> _WORK ITEM_
Set down exactly, from the records below, the line with "assert_eq!(err.status_code(), 400);" through the line with "mutation path checks", and nothing else.

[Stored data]
_____

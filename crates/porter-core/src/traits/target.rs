//! Target adapter contract.
//!
//! A target is an external storage or repository service. Per-target
//! integrations are black boxes to the orchestration core: they expose the
//! four operations below and nothing else. The trait is defined here in
//! `porter-core` and implemented in adapter crates; adapters signal
//! target-side failures as [`AppError::target`] carrying the service's
//! status code (401 invalid token, 404 not found, 403 forbidden, 410 gone,
//! or a passthrough server error).
//!
//! [`AppError::target`]: crate::error::AppError::target

use std::collections::HashMap;
use std::path::Path;
use std::str::FromStr;

use async_trait::async_trait;
use bytes::Bytes;
use serde::{Deserialize, Serialize};

use crate::error::AppError;
use crate::result::AppResult;
use crate::types::HashAlgorithm;

/// Summary of one resource on a target, as listed by `fetch_resources`.
#[derive(Debug, Clone, Serialize, Deserialize)]
pub struct ResourceSummary {
    /// Target-scoped resource identifier.
    pub id: String,
    /// Display title.
    pub title: String,
    /// `"file"`, `"folder"`, or `"project"`.
    pub kind: String,
    /// Identifier of the containing resource, if any.
    pub container: Option<String>,
}

/// One downloaded item: its bytes, path, and source-declared hashes.
#[derive(Debug, Clone)]
pub struct DownloadedResource {
    /// Path of the item relative to the downloaded root.
    pub relative_path: String,
    /// File contents.
    pub bytes: Bytes,
    /// Source-declared hashes keyed by algorithm name. A key may map to
    /// `None` when the target knows the algorithm but has no value.
    pub hashes: HashMap<String, Option<String>>,
}

/// Everything a source target returns for one download call.
#[derive(Debug, Clone, Default)]
pub struct DownloadPayload {
    /// The downloaded files.
    pub resources: Vec<DownloadedResource>,
    /// Directories that exist on the source but contain no files.
    pub empty_containers: Vec<String>,
    /// Username on the source, for the provenance action log.
    pub source_username: Option<String>,
}

/// Everything a destination target returns for one upload call.
#[derive(Debug, Clone, Default)]
pub struct UploadOutcome {
    /// Relative paths skipped because of the duplicate policy.
    pub resources_ignored: Vec<String>,
    /// Relative paths overwritten because of the duplicate policy.
    pub resources_updated: Vec<String>,
    /// Destination-reported hash per uploaded relative path, computed with
    /// the algorithm requested by the caller. `None` when the destination
    /// provides no checksum for that item.
    pub file_hashes: HashMap<String, Option<String>>,
    /// Username on the destination, for the provenance action log.
    pub destination_username: Option<String>,
    /// Identifier of the project/container that now holds the upload.
    pub project_id: Option<String>,
}

/// What to do when an uploaded file already exists on the destination.
#[derive(Debug, Clone, Copy, PartialEq, Eq, Serialize, Deserialize)]
#[serde(rename_all = "lowercase")]
pub enum DuplicatePolicy {
    /// Keep the existing destination file.
    Ignore,
    /// Overwrite the destination file with the uploaded one.
    Update,
}

impl FromStr for DuplicatePolicy {
    type Err = AppError;

    fn from_str(s: &str) -> Result<Self, Self::Err> {
        match s {
            "ignore" => Ok(Self::Ignore),
            "update" => Ok(Self::Update),
            other => Err(AppError::validation(format!(
                "'{other}' is not a valid duplicate policy; expected 'ignore' or 'update'"
            ))),
        }
    }
}

/// Trait for target integrations.
///
/// Implementations live outside the orchestration core; the in-tree
/// `localdir` adapter exists for wiring and tests.
#[async_trait]
pub trait TargetAdapter: Send + Sync + std::fmt::Debug + 'static {
    /// The target name used in request paths.
    fn name(&self) -> &str;

    /// Whether the target can host an arbitrarily deep directory tree.
    /// Finite-depth targets receive a single archive instead.
    fn supports_nested_hierarchy(&self) -> bool;

    /// List top-level resources visible to the credential.
    async fn fetch_resources(&self, token: &str) -> AppResult<Vec<ResourceSummary>>;

    /// Fetch one resource's summary.
    async fn fetch_resource(&self, token: &str, resource_id: &str) -> AppResult<ResourceSummary>;

    /// Download a resource and all of its children.
    async fn download(&self, token: &str, resource_id: &str) -> AppResult<DownloadPayload>;

    /// Upload the contents of `data_dir` into `resource_id` (or a new
    /// container when `None`), reporting per-file hashes computed with
    /// `hash_algorithm`.
    async fn upload(
        &self,
        token: &str,
        resource_id: Option<&str>,
        data_dir: &Path,
        hash_algorithm: HashAlgorithm,
        duplicate_policy: DuplicatePolicy,
    ) -> AppResult<UploadOutcome>;
}

#[cfg(test)]
mod tests {
    use super::*;

    #[test]
    fn test_duplicate_policy_parses() {
        assert_eq!(
            "ignore".parse::<DuplicatePolicy>().expect("parse"),
            DuplicatePolicy::Ignore
        );
        assert_eq!(
            "update".parse::<DuplicatePolicy>().expect("parse"),
            DuplicatePolicy::Update
        );
    }

    #[test]
    fn test_duplicate_policy_rejects_unknown() {
        let err = "upsert".parse::<DuplicatePolicy>().expect_err("must fail");
        assert_eq!(err.status_code(), 400);
    }
}
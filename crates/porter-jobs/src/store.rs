//! Ticket-keyed job record store.
//!
//! Owned-state-per-ticket over a concurrent map. The worker is the only
//! writer while a record is `in_progress`; terminal writes from the worker
//! and the watchdog race by construction, so every mutation path checks
//! the current status first and refuses to re-open a terminal record.

use chrono::{DateTime, Utc};
use dashmap::DashMap;

use porter_core::error::AppError;
use porter_core::result::AppResult;
use porter_core::types::{JobRecord, JobStatus, Ticket};

/// In-memory, concurrent job record store.
#[derive(Debug, Default)]
pub struct JobStore {
    records: DashMap<Ticket, JobRecord>,
}

impl JobStore {
    /// Create an empty store.
    pub fn new() -> Self {
        Self {
            records: DashMap::new(),
        }
    }

    /// Create the record for a ticket.
    ///
    /// A ticket whose previous job is still `in_progress` cannot be
    /// recreated; a terminal record is replaced by the new job.
    pub fn create(&self, ticket: Ticket, record: JobRecord) -> AppResult<()> {
        if let Some(existing) = self.records.get(&ticket) {
            if !existing.is_terminal() {
                return Err(AppError::conflict(
                    "A job with this credential is already in progress",
                ));
            }
        }
        self.records.insert(ticket, record);
        Ok(())
    }

    /// Read a ticket's record.
    ///
    /// The original file-backed store could expose a record mid-write, so
    /// readers retried on a transient parse failure instead of treating it
    /// as fatal. Map reads are atomic now, but the bounded retry is kept:
    /// it costs nothing and documents the invariant for any future
    /// storage swap.
    pub fn read(&self, ticket: &Ticket) -> AppResult<JobRecord> {
        for _ in 0..2 {
            if let Some(record) = self.records.get(ticket) {
                return Ok(record.clone());
            }
        }
        Err(AppError::invalid_ticket(format!(
            "Ticket '{ticket}' does not correspond to a job"
        )))
    }

    /// Apply `mutate` to an in-progress record.
    ///
    /// A no-op on terminal records: status is monotonic and nothing may
    /// write to a record after it has finished or failed.
    pub fn update<F>(&self, ticket: &Ticket, mutate: F) -> AppResult<()>
    where
        F: FnOnce(&mut JobRecord),
    {
        let mut record = self.records.get_mut(ticket).ok_or_else(|| {
            AppError::invalid_ticket(format!("Ticket '{ticket}' does not correspond to a job"))
        })?;
        if record.is_terminal() {
            return Ok(());
        }
        mutate(&mut record);
        Ok(())
    }

    /// Move a record to a terminal state.
    ///
    /// Returns `false` without mutating when the record is already
    /// terminal, which makes the worker/watchdog completion race benign:
    /// the first terminal write wins and is never overwritten.
    pub fn finalize(
        &self,
        ticket: &Ticket,
        status: JobStatus,
        status_code: u16,
        message: impl Into<String>,
        expiration: Option<DateTime<Utc>>,
    ) -> AppResult<bool> {
        debug_assert!(status.is_terminal());
        let mut record = self.records.get_mut(ticket).ok_or_else(|| {
            AppError::invalid_ticket(format!("Ticket '{ticket}' does not correspond to a job"))
        })?;
        if record.is_terminal() {
            return Ok(false);
        }
        record.status = status;
        record.status_code = Some(status_code);
        record.message = message.into();
        if let Some(expiration) = expiration {
            record.expiration = expiration;
        }
        Ok(true)
    }
}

_____

> _FINAL ANSWER_
        assert_eq!(err.status_code(), 400);
    }
}
filename crates/porter-jobs/src/store.rs
//! Ticket-keyed job record store.
//!
//! Owned-state-per-ticket over a concurrent map. The worker is the only
//! writer while a record is `in_progress`; terminal writes from the worker
//! and the watchdog race by construction, so every mutation path checks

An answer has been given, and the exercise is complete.